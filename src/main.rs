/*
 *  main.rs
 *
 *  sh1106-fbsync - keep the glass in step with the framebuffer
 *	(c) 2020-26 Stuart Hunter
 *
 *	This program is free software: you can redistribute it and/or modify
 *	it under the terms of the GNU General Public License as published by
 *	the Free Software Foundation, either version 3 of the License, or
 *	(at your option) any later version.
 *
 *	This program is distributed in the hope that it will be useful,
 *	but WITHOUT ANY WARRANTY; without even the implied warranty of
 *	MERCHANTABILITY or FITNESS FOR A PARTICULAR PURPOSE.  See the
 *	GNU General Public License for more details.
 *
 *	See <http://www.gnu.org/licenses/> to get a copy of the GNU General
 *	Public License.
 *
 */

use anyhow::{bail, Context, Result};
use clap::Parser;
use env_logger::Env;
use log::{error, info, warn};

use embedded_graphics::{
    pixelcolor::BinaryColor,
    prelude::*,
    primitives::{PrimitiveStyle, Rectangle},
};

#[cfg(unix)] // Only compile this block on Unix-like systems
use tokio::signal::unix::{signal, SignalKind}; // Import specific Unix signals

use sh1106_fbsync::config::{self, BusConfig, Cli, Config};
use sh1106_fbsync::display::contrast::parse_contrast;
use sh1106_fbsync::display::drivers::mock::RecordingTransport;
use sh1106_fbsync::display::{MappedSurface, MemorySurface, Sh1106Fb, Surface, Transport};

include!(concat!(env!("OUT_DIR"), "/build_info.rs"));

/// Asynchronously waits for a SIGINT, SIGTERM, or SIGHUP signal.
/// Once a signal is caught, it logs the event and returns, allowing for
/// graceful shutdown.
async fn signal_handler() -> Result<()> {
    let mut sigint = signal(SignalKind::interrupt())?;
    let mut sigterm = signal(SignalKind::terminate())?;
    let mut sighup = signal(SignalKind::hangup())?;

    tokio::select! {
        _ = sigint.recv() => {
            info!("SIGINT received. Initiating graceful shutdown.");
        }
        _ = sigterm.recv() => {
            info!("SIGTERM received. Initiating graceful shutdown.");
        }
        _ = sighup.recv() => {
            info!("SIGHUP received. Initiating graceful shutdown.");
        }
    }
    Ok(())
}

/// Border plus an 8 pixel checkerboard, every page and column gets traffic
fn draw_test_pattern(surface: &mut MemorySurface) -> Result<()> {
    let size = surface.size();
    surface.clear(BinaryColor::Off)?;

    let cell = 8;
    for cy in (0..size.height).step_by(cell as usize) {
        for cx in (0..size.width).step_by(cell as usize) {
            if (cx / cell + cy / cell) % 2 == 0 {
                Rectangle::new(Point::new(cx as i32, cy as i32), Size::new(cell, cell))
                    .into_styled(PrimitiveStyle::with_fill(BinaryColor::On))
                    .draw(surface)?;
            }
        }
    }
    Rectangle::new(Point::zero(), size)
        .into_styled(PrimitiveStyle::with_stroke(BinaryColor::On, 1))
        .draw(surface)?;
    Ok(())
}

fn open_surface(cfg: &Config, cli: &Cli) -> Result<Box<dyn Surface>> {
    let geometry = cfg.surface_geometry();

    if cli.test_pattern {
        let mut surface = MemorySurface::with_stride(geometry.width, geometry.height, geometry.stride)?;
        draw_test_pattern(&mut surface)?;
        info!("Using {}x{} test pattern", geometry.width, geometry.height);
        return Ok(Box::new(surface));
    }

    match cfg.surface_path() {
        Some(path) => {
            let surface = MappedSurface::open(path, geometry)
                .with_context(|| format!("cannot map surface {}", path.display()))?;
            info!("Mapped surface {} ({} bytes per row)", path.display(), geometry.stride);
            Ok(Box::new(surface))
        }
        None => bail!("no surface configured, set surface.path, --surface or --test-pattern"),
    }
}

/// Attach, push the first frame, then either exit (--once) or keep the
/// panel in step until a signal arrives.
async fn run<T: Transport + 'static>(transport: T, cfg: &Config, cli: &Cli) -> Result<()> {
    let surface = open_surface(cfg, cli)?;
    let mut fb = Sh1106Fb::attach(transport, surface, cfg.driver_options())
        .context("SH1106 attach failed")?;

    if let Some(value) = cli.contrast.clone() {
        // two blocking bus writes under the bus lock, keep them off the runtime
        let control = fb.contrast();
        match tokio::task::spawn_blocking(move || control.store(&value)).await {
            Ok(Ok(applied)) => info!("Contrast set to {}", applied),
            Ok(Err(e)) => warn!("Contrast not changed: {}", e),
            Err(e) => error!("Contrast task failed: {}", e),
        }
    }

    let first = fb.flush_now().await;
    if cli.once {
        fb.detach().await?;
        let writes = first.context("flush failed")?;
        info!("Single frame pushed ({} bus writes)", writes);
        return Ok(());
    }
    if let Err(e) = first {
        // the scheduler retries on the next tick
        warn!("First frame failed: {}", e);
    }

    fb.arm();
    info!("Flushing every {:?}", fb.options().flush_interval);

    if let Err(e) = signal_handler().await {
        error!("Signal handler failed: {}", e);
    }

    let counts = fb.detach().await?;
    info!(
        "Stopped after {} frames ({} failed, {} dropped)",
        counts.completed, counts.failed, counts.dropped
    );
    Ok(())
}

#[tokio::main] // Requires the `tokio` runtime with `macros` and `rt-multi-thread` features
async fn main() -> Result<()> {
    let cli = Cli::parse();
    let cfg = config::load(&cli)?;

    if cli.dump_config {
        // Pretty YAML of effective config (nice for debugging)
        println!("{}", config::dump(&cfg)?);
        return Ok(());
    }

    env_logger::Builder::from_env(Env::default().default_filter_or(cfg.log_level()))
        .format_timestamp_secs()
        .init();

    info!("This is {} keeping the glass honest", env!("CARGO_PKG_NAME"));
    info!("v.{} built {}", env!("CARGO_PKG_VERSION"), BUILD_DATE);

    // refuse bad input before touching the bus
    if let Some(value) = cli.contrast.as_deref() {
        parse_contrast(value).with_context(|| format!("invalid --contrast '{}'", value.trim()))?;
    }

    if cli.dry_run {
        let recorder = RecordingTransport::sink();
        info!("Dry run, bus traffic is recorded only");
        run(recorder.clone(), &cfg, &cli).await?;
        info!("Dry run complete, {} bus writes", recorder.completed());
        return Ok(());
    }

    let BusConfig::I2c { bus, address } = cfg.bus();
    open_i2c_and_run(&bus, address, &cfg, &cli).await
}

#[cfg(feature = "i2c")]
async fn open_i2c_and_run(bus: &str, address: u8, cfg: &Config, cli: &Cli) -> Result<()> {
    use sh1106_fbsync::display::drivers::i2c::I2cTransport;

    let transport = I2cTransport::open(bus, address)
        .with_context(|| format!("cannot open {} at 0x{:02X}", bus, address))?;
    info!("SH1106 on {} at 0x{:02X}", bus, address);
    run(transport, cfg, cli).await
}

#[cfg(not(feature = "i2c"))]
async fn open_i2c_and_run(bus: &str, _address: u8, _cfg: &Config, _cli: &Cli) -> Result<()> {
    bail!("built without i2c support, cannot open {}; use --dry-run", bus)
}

▸ What is required
Would you please copy every line in the data that contains the word "recorder"?

▸ Written answer
        let recorder = RecordingTransport::sink();
        run(recorder.clone(), &cfg, &cli).await?;
        info!("Dry run complete, {} bus writes", recorder.completed());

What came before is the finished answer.